### Action item
Collect from the data below each line with "find".

### Task inputs
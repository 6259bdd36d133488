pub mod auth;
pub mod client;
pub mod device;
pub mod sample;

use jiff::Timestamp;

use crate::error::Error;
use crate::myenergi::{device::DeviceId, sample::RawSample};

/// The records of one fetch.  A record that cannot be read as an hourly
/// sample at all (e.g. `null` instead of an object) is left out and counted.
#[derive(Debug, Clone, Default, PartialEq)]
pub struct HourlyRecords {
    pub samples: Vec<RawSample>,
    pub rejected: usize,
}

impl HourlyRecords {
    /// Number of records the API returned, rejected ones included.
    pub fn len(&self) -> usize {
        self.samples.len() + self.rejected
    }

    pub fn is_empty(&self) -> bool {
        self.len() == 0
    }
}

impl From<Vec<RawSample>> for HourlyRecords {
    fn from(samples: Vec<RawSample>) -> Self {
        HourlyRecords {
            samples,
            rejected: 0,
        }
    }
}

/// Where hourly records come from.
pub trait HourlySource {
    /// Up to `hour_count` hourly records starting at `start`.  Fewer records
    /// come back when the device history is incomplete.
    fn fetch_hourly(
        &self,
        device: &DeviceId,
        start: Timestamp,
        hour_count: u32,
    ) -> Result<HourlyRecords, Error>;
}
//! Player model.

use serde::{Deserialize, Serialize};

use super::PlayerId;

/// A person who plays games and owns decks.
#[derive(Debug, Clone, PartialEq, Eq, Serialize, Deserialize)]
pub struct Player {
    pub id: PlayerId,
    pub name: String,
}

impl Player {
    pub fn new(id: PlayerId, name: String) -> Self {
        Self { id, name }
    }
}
==
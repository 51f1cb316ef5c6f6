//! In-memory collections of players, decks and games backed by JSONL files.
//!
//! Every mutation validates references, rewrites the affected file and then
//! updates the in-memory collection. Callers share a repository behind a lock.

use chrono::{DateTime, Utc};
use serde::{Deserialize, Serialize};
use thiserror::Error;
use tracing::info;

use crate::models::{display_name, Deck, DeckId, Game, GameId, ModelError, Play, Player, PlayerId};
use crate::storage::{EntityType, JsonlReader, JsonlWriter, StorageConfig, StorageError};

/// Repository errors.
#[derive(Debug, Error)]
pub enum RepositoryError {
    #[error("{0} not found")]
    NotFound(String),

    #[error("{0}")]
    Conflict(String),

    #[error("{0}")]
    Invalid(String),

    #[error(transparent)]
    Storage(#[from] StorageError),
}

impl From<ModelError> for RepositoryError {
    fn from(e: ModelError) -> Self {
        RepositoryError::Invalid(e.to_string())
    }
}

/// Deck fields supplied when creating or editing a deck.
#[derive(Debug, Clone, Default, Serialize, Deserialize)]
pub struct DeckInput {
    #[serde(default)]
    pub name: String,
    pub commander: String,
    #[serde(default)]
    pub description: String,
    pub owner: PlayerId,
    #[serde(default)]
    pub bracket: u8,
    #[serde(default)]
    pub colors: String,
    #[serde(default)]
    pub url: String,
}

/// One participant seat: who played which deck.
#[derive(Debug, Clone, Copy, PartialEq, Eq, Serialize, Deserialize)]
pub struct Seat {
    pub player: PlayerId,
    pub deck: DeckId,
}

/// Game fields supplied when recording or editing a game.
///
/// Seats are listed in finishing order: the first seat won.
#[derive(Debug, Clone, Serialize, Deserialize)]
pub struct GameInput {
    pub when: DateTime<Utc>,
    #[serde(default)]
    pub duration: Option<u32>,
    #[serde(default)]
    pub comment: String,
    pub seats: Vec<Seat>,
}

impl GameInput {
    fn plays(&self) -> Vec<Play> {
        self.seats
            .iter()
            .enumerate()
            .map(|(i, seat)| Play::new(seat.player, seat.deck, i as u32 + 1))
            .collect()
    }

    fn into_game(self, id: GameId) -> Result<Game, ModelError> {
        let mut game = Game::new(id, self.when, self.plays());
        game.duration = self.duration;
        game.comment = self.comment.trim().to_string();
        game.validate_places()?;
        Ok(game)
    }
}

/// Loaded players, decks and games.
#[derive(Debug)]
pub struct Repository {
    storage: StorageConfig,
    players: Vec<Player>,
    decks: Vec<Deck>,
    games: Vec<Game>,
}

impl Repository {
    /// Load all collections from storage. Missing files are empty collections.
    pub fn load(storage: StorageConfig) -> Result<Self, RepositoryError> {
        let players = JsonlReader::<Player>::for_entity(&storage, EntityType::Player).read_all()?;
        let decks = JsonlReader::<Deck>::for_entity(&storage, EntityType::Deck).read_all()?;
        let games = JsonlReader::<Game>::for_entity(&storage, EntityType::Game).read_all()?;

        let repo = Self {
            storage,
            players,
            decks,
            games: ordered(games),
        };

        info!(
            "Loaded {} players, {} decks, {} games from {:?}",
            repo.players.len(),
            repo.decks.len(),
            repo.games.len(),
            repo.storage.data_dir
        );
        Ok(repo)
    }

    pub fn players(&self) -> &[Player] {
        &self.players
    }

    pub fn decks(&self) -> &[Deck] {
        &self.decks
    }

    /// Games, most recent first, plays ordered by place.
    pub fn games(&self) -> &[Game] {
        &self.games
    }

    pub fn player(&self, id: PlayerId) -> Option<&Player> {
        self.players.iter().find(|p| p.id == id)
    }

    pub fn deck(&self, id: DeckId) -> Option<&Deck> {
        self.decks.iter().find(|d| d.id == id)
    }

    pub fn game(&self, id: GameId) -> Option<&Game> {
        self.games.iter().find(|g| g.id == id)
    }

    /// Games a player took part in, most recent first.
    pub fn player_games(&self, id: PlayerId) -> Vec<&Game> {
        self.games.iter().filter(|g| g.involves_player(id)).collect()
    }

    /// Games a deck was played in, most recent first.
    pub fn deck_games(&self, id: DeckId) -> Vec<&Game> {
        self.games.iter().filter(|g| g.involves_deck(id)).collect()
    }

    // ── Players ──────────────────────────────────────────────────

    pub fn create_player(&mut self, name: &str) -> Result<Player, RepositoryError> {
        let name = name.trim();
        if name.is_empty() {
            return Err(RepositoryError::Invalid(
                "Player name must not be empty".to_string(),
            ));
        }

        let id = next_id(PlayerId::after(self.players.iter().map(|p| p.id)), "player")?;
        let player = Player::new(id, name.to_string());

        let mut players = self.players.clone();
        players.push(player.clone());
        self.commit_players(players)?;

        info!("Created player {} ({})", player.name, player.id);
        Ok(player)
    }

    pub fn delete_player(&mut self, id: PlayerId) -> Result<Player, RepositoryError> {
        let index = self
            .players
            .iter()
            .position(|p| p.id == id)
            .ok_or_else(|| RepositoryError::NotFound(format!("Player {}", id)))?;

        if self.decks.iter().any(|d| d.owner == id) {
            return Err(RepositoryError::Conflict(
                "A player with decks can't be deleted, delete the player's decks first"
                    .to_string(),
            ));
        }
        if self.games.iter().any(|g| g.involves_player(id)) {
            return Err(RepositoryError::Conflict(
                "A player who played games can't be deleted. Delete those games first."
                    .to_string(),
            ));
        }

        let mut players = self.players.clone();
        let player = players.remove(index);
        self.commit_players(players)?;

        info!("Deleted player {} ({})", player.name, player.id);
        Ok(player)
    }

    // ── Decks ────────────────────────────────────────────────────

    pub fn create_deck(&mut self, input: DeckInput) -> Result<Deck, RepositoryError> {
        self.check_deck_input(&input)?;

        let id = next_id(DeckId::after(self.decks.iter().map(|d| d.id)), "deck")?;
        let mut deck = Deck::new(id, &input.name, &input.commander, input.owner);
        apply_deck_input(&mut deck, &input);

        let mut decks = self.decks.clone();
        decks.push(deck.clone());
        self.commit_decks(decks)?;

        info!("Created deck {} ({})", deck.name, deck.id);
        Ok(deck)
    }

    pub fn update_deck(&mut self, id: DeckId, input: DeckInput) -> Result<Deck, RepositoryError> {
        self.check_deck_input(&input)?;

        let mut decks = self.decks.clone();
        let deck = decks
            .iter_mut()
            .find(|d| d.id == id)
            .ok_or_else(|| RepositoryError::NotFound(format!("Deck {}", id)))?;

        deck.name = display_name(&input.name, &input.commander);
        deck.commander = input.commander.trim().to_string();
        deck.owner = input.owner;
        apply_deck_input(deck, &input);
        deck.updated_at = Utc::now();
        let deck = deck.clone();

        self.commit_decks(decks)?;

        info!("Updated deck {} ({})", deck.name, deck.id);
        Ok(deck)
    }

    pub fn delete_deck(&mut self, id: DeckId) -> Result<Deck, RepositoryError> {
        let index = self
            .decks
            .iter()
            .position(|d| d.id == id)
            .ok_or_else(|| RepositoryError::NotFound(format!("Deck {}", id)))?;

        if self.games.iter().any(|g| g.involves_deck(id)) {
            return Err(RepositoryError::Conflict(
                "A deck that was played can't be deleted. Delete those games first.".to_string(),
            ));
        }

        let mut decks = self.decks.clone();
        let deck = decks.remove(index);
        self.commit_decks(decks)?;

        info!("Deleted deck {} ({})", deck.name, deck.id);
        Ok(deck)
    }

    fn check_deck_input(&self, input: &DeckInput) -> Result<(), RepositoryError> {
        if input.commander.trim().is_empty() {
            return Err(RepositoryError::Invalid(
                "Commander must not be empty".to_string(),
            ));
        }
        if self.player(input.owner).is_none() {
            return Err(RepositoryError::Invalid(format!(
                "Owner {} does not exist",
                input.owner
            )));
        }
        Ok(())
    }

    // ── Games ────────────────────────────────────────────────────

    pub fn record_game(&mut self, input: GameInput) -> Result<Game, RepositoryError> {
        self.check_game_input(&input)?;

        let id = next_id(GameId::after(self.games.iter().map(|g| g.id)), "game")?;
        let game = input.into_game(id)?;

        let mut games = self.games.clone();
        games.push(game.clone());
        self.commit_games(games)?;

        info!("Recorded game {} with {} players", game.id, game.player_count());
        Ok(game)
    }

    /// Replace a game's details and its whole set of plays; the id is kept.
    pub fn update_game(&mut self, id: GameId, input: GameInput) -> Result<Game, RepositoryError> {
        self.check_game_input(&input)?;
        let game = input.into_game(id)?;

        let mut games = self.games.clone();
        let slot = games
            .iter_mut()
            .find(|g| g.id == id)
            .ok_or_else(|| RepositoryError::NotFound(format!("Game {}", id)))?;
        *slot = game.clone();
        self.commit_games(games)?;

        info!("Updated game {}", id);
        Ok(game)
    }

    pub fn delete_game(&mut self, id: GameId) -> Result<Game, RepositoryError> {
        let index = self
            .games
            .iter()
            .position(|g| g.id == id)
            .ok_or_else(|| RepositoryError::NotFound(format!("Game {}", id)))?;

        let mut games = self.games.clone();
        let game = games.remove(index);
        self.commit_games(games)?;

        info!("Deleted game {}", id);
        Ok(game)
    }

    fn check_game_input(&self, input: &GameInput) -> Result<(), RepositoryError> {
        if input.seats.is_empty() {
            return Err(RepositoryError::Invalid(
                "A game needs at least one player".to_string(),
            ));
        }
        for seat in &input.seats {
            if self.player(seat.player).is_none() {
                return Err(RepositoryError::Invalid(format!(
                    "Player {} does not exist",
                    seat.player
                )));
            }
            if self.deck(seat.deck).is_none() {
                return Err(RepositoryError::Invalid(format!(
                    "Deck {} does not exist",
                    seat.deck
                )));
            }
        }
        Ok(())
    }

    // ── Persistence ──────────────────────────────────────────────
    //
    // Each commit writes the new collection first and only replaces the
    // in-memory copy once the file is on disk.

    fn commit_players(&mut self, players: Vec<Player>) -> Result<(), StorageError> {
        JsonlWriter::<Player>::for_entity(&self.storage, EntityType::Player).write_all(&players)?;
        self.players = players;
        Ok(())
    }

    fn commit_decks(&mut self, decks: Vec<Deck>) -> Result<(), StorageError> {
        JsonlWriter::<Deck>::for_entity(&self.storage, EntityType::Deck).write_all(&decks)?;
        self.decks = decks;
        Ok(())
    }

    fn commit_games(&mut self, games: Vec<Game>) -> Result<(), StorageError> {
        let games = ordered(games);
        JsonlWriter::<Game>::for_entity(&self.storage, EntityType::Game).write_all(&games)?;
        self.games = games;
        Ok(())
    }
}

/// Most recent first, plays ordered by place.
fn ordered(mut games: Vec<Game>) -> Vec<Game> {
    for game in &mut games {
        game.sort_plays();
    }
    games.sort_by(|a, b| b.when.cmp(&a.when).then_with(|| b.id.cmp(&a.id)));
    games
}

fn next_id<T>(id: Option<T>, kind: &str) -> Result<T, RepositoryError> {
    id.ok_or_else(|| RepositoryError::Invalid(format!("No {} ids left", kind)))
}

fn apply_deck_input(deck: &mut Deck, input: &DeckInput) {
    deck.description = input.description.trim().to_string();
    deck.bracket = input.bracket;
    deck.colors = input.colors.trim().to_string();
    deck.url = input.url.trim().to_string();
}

### Result for this task
        self.players.iter().find(|p| p.id == id)
        self.decks.iter().find(|d| d.id == id)
        self.games.iter().find(|g| g.id == id)
            .find(|d| d.id == id)
            .find(|g| g.id == id)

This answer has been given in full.